Comme promis voici quelques notes après la lecture de l' ouvrage d' HUBERTINE AUCLERT
sur la condition féminine en Algérie. http://gallica.bnf.fr/ark:/12148/bpt6k5461656c/f2.image
le lien conduit à l' exemplaire numerisé de la Bibliothéque Nationale et vous permet de découvrir
le site de numerisation gallica
Hubertine Auclert connut un amour très platonique avec son avocat Antonin Levrier,ce dernier
très épris lui fit plusieurs fois sa demande (en mariage) qu elle refusa pour des raisons
essentiellement idéologiques. Elle ne voulait pas être depossédée de ses droits civils :
la femme mariée étant considérée comme mineure,sous tutelle de son mari. Mais elle
souffre trop de sa séparation d' avec A Levrier quand celui ci est nommé juge à Tahiti;
aussi elle accepte le mariage pour le suivre quand il est nommé en Algérie.
C' est en tant que femme de juge qu'elle passe 4 ans en Algérie de 1888 à 1892 Cette
position (épouse d' un juge ) va lui permettre une enquête minutieuse sur le terrain.
Cet ouvrage Femmes Arabes en Algérie qui vient d' être republié en 2011 plus de cent ans
après sa publication initiale,bénéficie d' une excellente préface de Denise Brahimi,
Je ne pourrai que paraphraser cette "introduction" de D.Brahimi aussi ce n' est pas une
fiche de lecture que je peux vous proposer mais quelques notes,quelques réflexions assez
désordonnées.
La fin du XIXème c' est l' époque de la colonisation, de la mode de l'exotisme et de l'orientalisme.
Orientalisme dans les beaux arts,des milliers de tableaux qui décorent les intérieurs bourgeois,
scènes de harem,femmes alanguies,luxe,calme et volupté. Des scènes de fantasia ,portraits
de guerriers farouches....Tous les peintres depuis Delacroix rapportent ces visions de l'Algérie.
mais cette mode orientaliste dans la peinture,la littérature n' offre qu'une vision idéalisée d' un
monde exotique où les regles de vie européennes n' ont pas d' objet.
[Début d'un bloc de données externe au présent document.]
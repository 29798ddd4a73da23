use std::sync::Arc;

use auditrail_core::{AppError, AppResult};
use auditrail_domain::{
    AuditActionType, AuditCategory, AuditRecordDraft, AuditSeverity, ChangeOperation,
    TrackedChange,
};
use tracing::{debug, warn};

use crate::audit_ports::AuditEventSink;
use crate::request_context::{RequestContext, RequestContextSource};

mod ingestion;
mod payload;
mod policy;


pub use ingestion::ChangeIngestionService;
pub use policy::{CapturePolicy, REDACTION_MARKER};

const CAPTURE_FAILURE_MESSAGE: &str = "Failed to capture full audit details";

/// Drafts snapshotted before commit, published once the commit outcome is known.
#[derive(Debug, Clone, Default)]
pub struct CapturedChanges {
    drafts: Vec<AuditRecordDraft>,
}

impl CapturedChanges {
    /// Returns the number of captured changes.
    #[must_use]
    pub fn len(&self) -> usize {
        self.drafts.len()
    }

    /// Returns whether nothing was captured.
    #[must_use]
    pub fn is_empty(&self) -> bool {
        self.drafts.is_empty()
    }
}

/// Turns tracked entity changes into sealed audit records and submits them to the pipeline.
///
/// Capture never fails the unit of work it observes and performs no I/O beyond a
/// non-blocking submit.
#[derive(Clone)]
pub struct ChangeCaptureService {
    policy: Arc<CapturePolicy>,
    sink: Arc<dyn AuditEventSink>,
    context: Arc<dyn RequestContextSource>,
}

impl ChangeCaptureService {
    /// Creates the service.
    #[must_use]
    pub fn new(
        policy: Arc<CapturePolicy>,
        sink: Arc<dyn AuditEventSink>,
        context: Arc<dyn RequestContextSource>,
    ) -> Self {
        Self {
            policy,
            sink,
            context,
        }
    }

    /// Snapshots changes, in tracking order, before the unit of work commits.
    #[must_use]
    pub fn snapshot(&self, changes: &[TrackedChange]) -> CapturedChanges {
        let context = self.context.current();
        let drafts: Vec<AuditRecordDraft> = changes
            .iter()
            .filter(|change| !self.policy.is_excluded(change.entity_kind.as_str()))
            .map(|change| {
                self.draft_for(change, context.as_ref())
                    .unwrap_or_else(|error| fallback_draft(change, &error, context.as_ref()))
            })
            .collect();

        debug!(
            tracked = changes.len(),
            captured = drafts.len(),
            "captured entity changes"
        );
        CapturedChanges { drafts }
    }

    /// Seals and submits captured drafts. A failed commit marks every record unsuccessful.
    pub fn publish(&self, captured: CapturedChanges, commit_error: Option<&AppError>) -> usize {
        let count = captured.drafts.len();
        for mut draft in captured.drafts {
            if let Some(error) = commit_error {
                draft.success = false;
                draft.error_message = Some(format!("unit of work failed: {error}"));
            }
            self.sink.submit(draft.seal());
        }
        count
    }

    /// Snapshots and publishes in one step, for changes already committed.
    pub fn capture(&self, changes: &[TrackedChange]) -> usize {
        let captured = self.snapshot(changes);
        self.publish(captured, None)
    }

    fn draft_for(
        &self,
        change: &TrackedChange,
        context: Option<&RequestContext>,
    ) -> AppResult<AuditRecordDraft> {
        let entity_kind = change.entity_kind.trim();
        if entity_kind.is_empty() {
            return Err(AppError::Validation(
                "tracked change has no entity kind".to_owned(),
            ));
        }

        let payload = payload::build(change, &self.policy)?;
        let severity = classify_severity(change.operation, &payload.changed_fields, &self.policy);

        let mut draft = AuditRecordDraft::new(
            AuditActionType::for_change(entity_kind, change.operation),
            AuditCategory::DataChange,
            severity,
            entity_kind,
        );
        draft.subject_id = change.entity_id.clone();
        draft.tenant_id = change.tenant_id;
        draft.old_values = payload.old_values;
        draft.new_values = payload.new_values;
        draft.changed_fields = payload.changed_fields;
        enrich(&mut draft, context);

        Ok(draft)
    }
}

fn classify_severity(
    operation: ChangeOperation,
    changed_fields: &[String],
    policy: &CapturePolicy,
) -> AuditSeverity {
    if operation == ChangeOperation::Deleted
        || changed_fields
            .iter()
            .any(|field| policy.is_sensitive(field.as_str()))
    {
        AuditSeverity::Warning
    } else {
        AuditSeverity::Info
    }
}

fn enrich(draft: &mut AuditRecordDraft, context: Option<&RequestContext>) {
    let Some(context) = context else {
        return;
    };

    draft.request = context.to_metadata();
    if let Some(actor) = context.actor.as_ref() {
        draft.actor_id = Some(actor.user_id());
        draft.actor_email = actor.email().map(str::to_owned);
        draft.actor_role = actor.role().map(str::to_owned);
        if draft.tenant_id.is_none() {
            draft.tenant_id = actor.tenant_id();
        }
    }
}

fn fallback_draft(
    change: &TrackedChange,
    error: &AppError,
    context: Option<&RequestContext>,
) -> AuditRecordDraft {
    warn!(
        entity_kind = %change.entity_kind,
        error = %error,
        "change capture degraded to fallback record"
    );

    let entity_kind = match change.entity_kind.trim() {
        "" => "Unknown",
        kind => kind,
    };
    let mut draft = AuditRecordDraft::new(
        AuditActionType::Record(ChangeOperation::Updated),
        AuditCategory::DataChange,
        AuditSeverity::Warning,
        entity_kind,
    );
    draft.subject_id = change.entity_id.clone();
    draft.tenant_id = change.tenant_id;
    draft.success = false;
    draft.error_message = Some(format!("{CAPTURE_FAILURE_MESSAGE}: {error}"));
    enrich(&mut draft, context);
    draft
}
Ici la vision orientaliste et érotique que Gerome donne de cet orient rêvé et fantasmé
Ce n' est pas celle que nous offre Hubertrine Auclert dans son "retour d' Algérie"
Elle écrit en tant que journaliste et militante.
Journaliste car cet ouvrage se présente comme une suite de chroniques,sans beaucoup liens entre
elles ,si ce n' est l' Algérie C'est un ensemble de témoignages qui auraient pu rester anecdotiques,des
chroniques de voyages mais elle a chaque fois une vision plus globale du sujet.Certains chapitres
ont un surprenant intérêt comme analyse sociologique. Etude des mœurs ,des coutumes,des lois,
de la production artisanale,des costumes,des bijoux. C' est le compte rendu d'une observatrice
privilégiée de la société indigène.Privilégiée par sa position sociale: femme de juge,ce qui lui
permet de pénétrer dans l' intimité des femmes en tant que femme et comme codétentrice de
l'autorité coloniale.
Mais elle est avant tout une militante féministe et ces informations qu' elle nous fournit servent à
étayer un discours politique et c' est ce discours sous- jacent qui donne l'homogénéité à l'ouvrage.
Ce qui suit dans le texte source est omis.